Putting on our Training Hats!

You’re invited to a skillshare pre-conference day with fellow Crisismappers. The International Conference of CrisisMappers (ICCM) will be held November 18 – 22, 2013 in Nairobi, Kenya. (About the full ICCM Conference.)

If you just want to attend the pre-conference training, you are very welcome! It is open to EVERYONE for a small fee ($50.00) paid to the ICCM conference. The trainers and speakers are local and national leaders. We hope you will join us at the ihub on Tuesday, November 19, 2013.

See more ihub and Ushahidi pics

About the Training

ICCM Training Day will have 4 tracks: Mobile/Security, Maps, Data and Knowledge.
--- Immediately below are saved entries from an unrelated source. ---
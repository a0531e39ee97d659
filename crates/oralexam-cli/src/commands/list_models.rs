//! The `oralexam list-models` command.

use std::path::PathBuf;

use anyhow::Result;

use oralexam_providers::config::{load_config_from, ProviderConfig};
use oralexam_providers::create_provider;
use oralexam_providers::ollama::OllamaProvider;

pub async fn execute(provider_filter: Option<String>, config_path: Option<PathBuf>) -> Result<()> {
    let config = load_config_from(config_path.as_deref())?;

    let mut names: Vec<&String> = config.providers.keys().collect();
    names.sort();

    let mut found_any = false;

    for name in names {
        if provider_filter.as_ref().is_some_and(|filter| filter != name) {
            continue;
        }
        let provider_config = config.provider(name)?;

        let models = match provider_config {
            // Local models are only known to the running server.
            ProviderConfig::Ollama { base_url } => {
                match OllamaProvider::new(base_url)?.list_models_async().await {
                    Ok(models) => models,
                    Err(e) => {
                        eprintln!("Provider {name}: {e:#}");
                        continue;
                    }
                }
            }
            _ => create_provider(name, provider_config)?.available_models(),
        };

        if !models.is_empty() {
            found_any = true;
            println!("Provider: {name}");
            for model in &models {
                let context = if model.max_context > 0 {
                    format!("{}K context", model.max_context / 1000)
                } else {
                    "context unknown".to_string()
                };
                let vision = if model.vision { "images" } else { "text only" };
                println!("  {} — {} ({context}, {vision})", model.id, model.name);
            }
            println!();
        }
    }

    if !found_any {
        println!("No providers configured. Run `oralexam init` to create a config file.");
    }

    Ok(())
}
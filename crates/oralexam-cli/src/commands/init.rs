//! The `oralexam init` command.

use std::path::Path;

use anyhow::{Context, Result};

use oralexam_core::rubric::RubricSpec;

pub fn execute() -> Result<()> {
    let rubric = toml::to_string_pretty(&RubricSpec::strict_default())
        .context("failed to render the built-in rubric")?;

    write_once(Path::new("oralexam.toml"), SAMPLE_CONFIG)?;
    write_once(Path::new("corpus/manifest.toml"), EXAMPLE_MANIFEST)?;
    write_once(Path::new("rubrics/strict-v1.toml"), &rubric)?;

    println!("\nNext steps:");
    println!("  1. Edit oralexam.toml with your API keys");
    println!("  2. Add your textbook pages to corpus/manifest.toml");
    println!("  3. Run: oralexam validate --corpus corpus/manifest.toml");
    println!("  4. Run: oralexam session --corpus corpus/manifest.toml");
    println!("     (or try it offline with --provider offline)");

    Ok(())
}

fn write_once(path: &Path, content: &str) -> Result<()> {
    if path.exists() {
        println!("{} already exists, skipping.", path.display());
        return Ok(());
    }
    if let Some(parent) = path.parent().filter(|p| !p.as_os_str().is_empty()) {
        std::fs::create_dir_all(parent)
            .with_context(|| format!("failed to create {}", parent.display()))?;
    }
    std::fs::write(path, content).with_context(|| format!("failed to write {}", path.display()))?;
    println!("Created {}", path.display());
    Ok(())
}

const SAMPLE_CONFIG: &str = r#"# oralexam configuration

default_provider = "anthropic"
default_model = "claude-sonnet-4-20250514"
rubric = "rubrics/strict-v1.toml"

[providers.anthropic]
type = "anthropic"
api_key = "${ANTHROPIC_API_KEY}"

[providers.openai]
type = "openai"
api_key = "${OPENAI_API_KEY}"

[providers.ollama]
type = "ollama"
base_url = "http://localhost:11434"

# Canned replies, for trying the session loop without an API key.
[providers.offline]
type = "mock"
default_response = "Which event marks the end of the first stage of labor?"

[[providers.offline.responses]]
contains = "Student answer"
reply = """
```json
{"score": "6/10", "flags": {"accuracy": true, "completeness": false, "reasoning": true}, "corrections": "The answer omits the latent and active phases of the first stage."}
```
"""

[gateway]
max_attempts = 3
initial_backoff_ms = 500
max_backoff_ms = 30000
temperature = 0.0

[attachments]
max_bytes = 5242880
max_count = 4

[exam]
persona = "university professor of obstetrics and gynecology"
language = "English"
regrade_budget = 2

[exam.difficulty_weights]
low = 1
moderate = 2
high = 1

[exam.kind_weights]
multiple_choice = 1
fill_in_the_blank = 1
open_ended = 1
"#;

const EXAMPLE_MANIFEST: &str = r#"[corpus]
id = "example"
title = "Example Obstetrics Notes"

# Each material is one textbook page: an excerpt, page images, or both.
# Image paths are relative to this file (png, jpg, gif or webp).

[[topics]]
id = "labor"
title = "Normal Labor"
category = "obstetrics"

[[topics.materials]]
page = 1
excerpt = """
Labor is divided into three stages. The first stage begins with regular \
uterine contractions and ends with full cervical dilation (10 cm); it has a \
latent and an active phase. The second stage ends with delivery of the fetus, \
and the third stage ends with delivery of the placenta.
"""

[[topics]]
id = "menopause"
title = "Menopause"
category = "gynecology"

[[topics.materials]]
page = 2
excerpt = """
Menopause is diagnosed retrospectively after 12 consecutive months of \
amenorrhea. Falling estradiol and rising FSH levels accompany the transition, \
and vasomotor symptoms are the most common complaint.
"""
"#;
Each track will have sub-sessions and directed training. Participants can elect to join in one whole track or pick the individual sessions within the tracks. The purpose of this to give more hands-on training and allow folks to learn/share in smaller groups.

This is our ICCM Pre-conference day Draft Schedule. (Note it will be updated in the coming days)
We will add more details about the sessions and the bios of the speakers/trainers here.

How can I join?

To Join you can sign up for the Crisismappers Network, then click “ICCM 2013″. There you will find details about the registration login.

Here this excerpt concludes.